Je suis dans mes petits souliers. Quinze jours que j'ai fait ce bilan. Quinze jours que j'en attends les résultats.
J’ai l’impression d’être un prévenu devant son juge à la lecture du verdict. Je n’ai pourtant rien d’autre à me reprocher qu’un processus cancéreux qui à mon insu s’est développé au creux de mes os.
Non coupable, j’encours la peine de mort.
J’observe son visage pendant qu’il feuillette quelques pages.
De quand date votre dernier myélogramme?
Quinze jours.
Coup de téléphone. Les résultats ne sont pas dans le dossier. Encore un peu de suspense. Il prend des notes, un peu agacé pendant qu’on lui dicte des chiffres à l’autre bout du fil, puis il compare encore quelques diagrammes avant de lever les yeux sur moi.
De quand date la greffe?
J’ai oublié la date précise. Je l’ai dans mon agenda, dit-je en tendant la main vers mon sac.
Inutile, je vais la retrouver dans le dossier. Voilà. Deux février.
Il hésite encore un peu.
Les résultats sont bons, finit-il par dire en souriant…
Il module aussitôt son propos.
…Si l’on se rappelle les débuts de la maladie.
Il effectue un bref retour en arrière, alors que je me dit qu'il va falloir que je fasse en sorte de recueillir un maximum de renseignements.
De la façon dont votre organisme réagissait, on pensait qu’on n’y arriverait pas par la voie qu’on avait choisie. J’avais même à un moment envisagé des méthodes plus radicales. Vous vous rappelez, je vous en avait parlé?…
C’était à l’hôpital de jour. J’allais entamer, je crois, la troisième cure de Velcade quand il m’avait pris à part dans une chambre pour m’annoncer qu’il ne semblait pas y avoir de résultats. J’étais assis sur le lit, cramponné à la barre d’inox. Pas de résultat. Je ne pouvais l'ignorer. Je me traînais comme un vieillard asthmatique. Il avait pris place sur la seule chaise, en contrebas, les coudes en appui sur les genoux, la tête redressée vers moi avec sur le visage l'expression à la fois sombre et désolée qu'on arbore lorsqu'on est contraint d'annoncer une mauvaise nouvelle. La seule alternative qu’il avait à proposer était l’allogreffe. Ultime ressource en l’absence de solution curative.
Je ne m’imaginais pas survivre jusqu’à Noël. L'avenir se comptait en semaines.
On avait néanmoins continué le traitement en cours.
Vous nous avez surpris une première fois, poursuit-il, quand vous avez fini par répondre correctement au Velcade…

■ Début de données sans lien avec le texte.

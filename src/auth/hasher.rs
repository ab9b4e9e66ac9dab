use argon2::password_hash::{PasswordHash, PasswordHasher, PasswordVerifier, SaltString};
use argon2::Argon2;
use rand::RngCore;

use crate::error::{Error, Result};

/// Hash with Argon2id and a fresh 16-byte salt; returns a PHC string.
pub fn hash_password(password: &str) -> Result<String> {
    let mut salt_bytes = [0u8; 16];
    rand::thread_rng().fill_bytes(&mut salt_bytes);
    let salt =
        SaltString::encode_b64(&salt_bytes).map_err(|e| Error::PasswordHash(e.to_string()))?;

    Argon2::default()
        .hash_password(password.as_bytes(), &salt)
        .map(|hash| hash.to_string())
        .map_err(|e| Error::PasswordHash(e.to_string()))
}

/// A malformed stored hash verifies as false.
pub fn verify_password(password: &str, stored: &str) -> bool {
    match PasswordHash::new(stored) {
        Ok(parsed) => Argon2::default()
            .verify_password(password.as_bytes(), &parsed)
            .is_ok(),
        Err(_) => false,
    }
}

On pourrait croire qu’il s’adresse à moi comme si ma volonté de réagir ou pas aux traitement était engagée. Il n’ignore pas que je ne suis que l’hôte du processus. En réalité, quand il prononce « vous », il parle à mon organisme. Il commente la lutte en cours. Nous sommes spectateurs d’un combat dont ma survie est l’enjeu. Le myélome mène la danse. Il tente de le contrecarrer en usant de son mieux de l’arsenal thérapeutique dont il dispose.

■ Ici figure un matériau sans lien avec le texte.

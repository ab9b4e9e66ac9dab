use std::path::{Path, PathBuf};

use tracing::debug;

use super::{Finding, Linter, invoke};
use crate::error::{Error, Result};

/// Family name and the issue type of every flake8 finding.
pub const FLAKE8: &str = "Flake8";

/// Highest exit status flake8 uses for a completed run (1 = violations found).
const FINDINGS_EXIT: i32 = 1;

/// Flake8 with its default `path:row:col: CODE text` format.
pub struct Flake8 {
    program: String,
}

impl Flake8 {
    pub fn new(program: impl Into<String>) -> Self {
        Self {
            program: program.into(),
        }
    }
}

impl Linter for Flake8 {
    fn name(&self) -> &str {
        "flake8"
    }

    fn run(&self, files: &[PathBuf], root: &Path) -> Result<Vec<Finding>> {
        let out = invoke(self.name(), &self.program, &[], files, root)?;
        if out.code > FINDINGS_EXIT {
            return Err(Error::tool(
                self.name(),
                format!("exited with status {}: {}", out.code, out.stderr.trim()),
            ));
        }
        out.check_crash(self.name())?;
        let findings = parse_output(&out.stdout);
        debug!(count = findings.len(), exit = out.code, "flake8 finished");
        Ok(findings)
    }
}

/// Every non-blank line is one finding. The line itself is kept as the
/// description; location and code are extracted when the line has them.
pub fn parse_output(stdout: &str) -> Vec<Finding> {
    stdout
        .lines()
        .map(str::trim_end)
        .filter(|l| !l.trim().is_empty())
        .map(parse_line)
        .collect()
}

fn parse_line(raw: &str) -> Finding {
    let mut parts = raw.splitn(3, ':');
    let path = parts.next().unwrap_or_default();
    let line = parts.next().and_then(|l| l.trim().parse::<usize>().ok());
    let rest = parts.next();

    let (path, line, text) = match (line, rest) {
        (Some(line), Some(rest)) => (path.to_string(), line, skip_column(rest)),
        _ => (String::new(), 0, raw.trim()),
    };

    let (rule, message) = match text.split_once(' ') {
        Some((code, msg)) if is_rule_code(code) => (Some(code.to_string()), msg.trim()),
        _ if is_rule_code(text) => (Some(text.to_string()), ""),
        _ => (None, text),
    };

    Finding {
        issue_type: FLAKE8.to_string(),
        path,
        line,
        rule,
        message: message.to_string(),
        description: raw.to_string(),
    }
}

/// Drop a leading `col:` if present.
fn skip_column(rest: &str) -> &str {
    match rest.split_once(':') {
        Some((col, tail)) if col.trim().parse::<usize>().is_ok() => tail.trim(),
        _ => rest.trim(),
    }
}

/// Flake8 codes look like `E501`, `W291`, `F401`, `ABC123`.
fn is_rule_code(s: &str) -> bool {
    let letters = s.chars().take_while(|c| c.is_ascii_uppercase()).count();
    letters > 0 && letters < s.len() && s[letters..].chars().all(|c| c.is_ascii_digit())
}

Dans cette lutte, mon rôle se borne à accepter ou pas les stratégies qu’il me propose. Il est persuadé que mon intérêt est de le suivre là où il veut m’emmener. Il est animé par le devoir d'en découdre jusqu’au bout. Comment pourrait-il en être autrement? C’est l’essence même de son métier. Il postule d’emblée que je ne peux faire autrement que d’être de son avis.
Mais il ignore jusqu’où j’accepterai de le suivre.

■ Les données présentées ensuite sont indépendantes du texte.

use chrono::{DateTime, TimeZone, Utc};
use rusqlite::params;

use super::*;
use crate::db::models::User;
use crate::db::{issues, projects, users};
use crate::error::Error;

fn at(hour: u32) -> DateTime<Utc> {
    Utc.with_ymd_and_hms(2026, 5, 4, hour, 0, 0).unwrap()
}

/// Insert an analysis with a fixed timestamp.
fn analysis(store: &Store, project_id: i64, score: f64, when: DateTime<Utc>) -> i64 {
    store
        .conn()
        .execute(
            "INSERT INTO analyses (project_id, score, created_at) VALUES (?1, ?2, ?3)",
            params![project_id, score, when],
        )
        .unwrap();
    store.conn().last_insert_rowid()
}

fn issue(store: &Store, analysis_id: i64, issue_type: &str) -> i64 {
    issues::insert(store.conn(), analysis_id, issue_type, "app.py:1: x").unwrap()
}

fn user(store: &Store) -> User {
    users::insert(store.conn(), "ada", "not-a-real-hash").unwrap()
}

#[test]
fn unknown_project_is_not_found() {
    let store = Store::open_in_memory().unwrap();
    let err = generate_project_report(store.conn(), 42).unwrap_err();
    assert!(matches!(err, Error::NotFound { entity: "project", .. }));
}

#[test]
fn project_without_issues_reports_zeros() {
    let store = Store::open_in_memory().unwrap();
    let p = projects::get_or_create(store.conn(), "https://example.com/a/clean").unwrap();
    // an analysis with no issues is invisible to the report
    analysis(&store, p.id, 100.0, at(1));

    let report = generate_project_report(store.conn(), p.id).unwrap();
    assert_eq!(report.project_id, p.id);
    assert_eq!(report.project_name, "clean");
    assert_eq!(report.total_analyses, 0);
    assert_eq!(report.total_open_issues, 0);
    assert!(report.score_over_time.is_empty());
    assert!(report.issues_by_type.is_empty());
    assert!(report.issues_by_status.is_empty());
}

#[test]
fn aggregates_across_analyses() {
    let mut store = Store::open_in_memory().unwrap();
    let p = projects::get_or_create(store.conn(), "https://example.com/a/app").unwrap();
    let later = analysis(&store, p.id, 97.0, at(9));
    let earlier = analysis(&store, p.id, 95.5, at(8));
    issue(&store, earlier, "Flake8");
    issue(&store, earlier, "Flake8");
    issue(&store, earlier, "Pylint (unused-import)");
    let fixed = issue(&store, later, "Pylint (unused-import)");
    issue(&store, later, "Flake8");

    let u = user(&store);
    crate::gamify::resolve_issue(&mut store, fixed, &u).unwrap();

    let report = generate_project_report(store.conn(), p.id).unwrap();
    assert_eq!(report.total_analyses, 2);
    assert_eq!(report.total_open_issues, 4);

    let series: Vec<(DateTime<Utc>, f64)> = report
        .score_over_time
        .iter()
        .map(|s| (s.date, s.score))
        .collect();
    assert_eq!(series, vec![(at(8), 95.5), (at(9), 97.0)]);

    assert_eq!(
        report.issues_by_type,
        vec![
            CategoryCount {
                category: "Flake8".to_string(),
                value: 3
            },
            CategoryCount {
                category: "Pylint (unused-import)".to_string(),
                value: 2
            },
        ]
    );
    assert_eq!(
        report.issues_by_status,
        vec![
            CategoryCount {
                category: "open".to_string(),
                value: 4
            },
            CategoryCount {
                category: "resolved".to_string(),
                value: 1
            },
        ]
    );
}

#[test]
fn same_timestamp_counts_once() {
    let store = Store::open_in_memory().unwrap();
    let p = projects::get_or_create(store.conn(), "https://example.com/a/twin").unwrap();
    let a = analysis(&store, p.id, 90.0, at(3));
    let b = analysis(&store, p.id, 90.0, at(3));
    issue(&store, a, "Flake8");
    issue(&store, b, "Flake8");

    let report = generate_project_report(store.conn(), p.id).unwrap();
    assert_eq!(report.total_analyses, 1);
    assert_eq!(report.score_over_time.len(), 1);
}

#[test]
fn other_projects_are_excluded() {
    let store = Store::open_in_memory().unwrap();
    let mine = projects::get_or_create(store.conn(), "https://example.com/a/mine").unwrap();
    let theirs = projects::get_or_create(store.conn(), "https://example.com/b/theirs").unwrap();
    let a = analysis(&store, theirs.id, 50.0, at(2));
    issue(&store, a, "Flake8");

    let report = generate_project_report(store.conn(), mine.id).unwrap();
    assert_eq!(report.total_open_issues, 0);
    assert!(report.issues_by_type.is_empty());
}

#[test]
fn count_by_orders_by_count_then_label() {
    let counts = super::builder::count_by(["b", "a", "c", "c", "a"].into_iter());
    let labels: Vec<(&str, usize)> = counts
        .iter()
        .map(|c| (c.category.as_str(), c.value))
        .collect();
    assert_eq!(labels, vec![("a", 2), ("c", 2), ("b", 1)]);
}

#[test]
fn run_prints_every_format() {
    let store = Store::open_in_memory().unwrap();
    let p = projects::get_or_create(store.conn(), "https://example.com/a/app").unwrap();
    let a = analysis(&store, p.id, 99.0, at(5));
    issue(&store, a, "Pylint (missing-docstring)");

    run(&store, p.id, false, false).unwrap();
    run(&store, p.id, false, true).unwrap();
    run(&store, p.id, true, false).unwrap();
}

Moi non plus je ne sais pas jusqu’où je suis prêt à aller. Je sais juste qu’il y a une limite à ce que je puis tolérer, mais que je ne perçois pas encore. Cette limite existe pourtant, chaque jour qui passe m'en rapproche.
Chacun de nous a en tête des données qu'il n'est pas prêt à livrer. Il ne connaît pas mes limites, mais il ne doute pas de leur existence. C'est un professionnel. Il a l'expérience de toutes sortes de réactions. Il cache ses cartes comme un joueur de poker. Sa main est plus riche que la mienne. Tout va se jouer sur les mots.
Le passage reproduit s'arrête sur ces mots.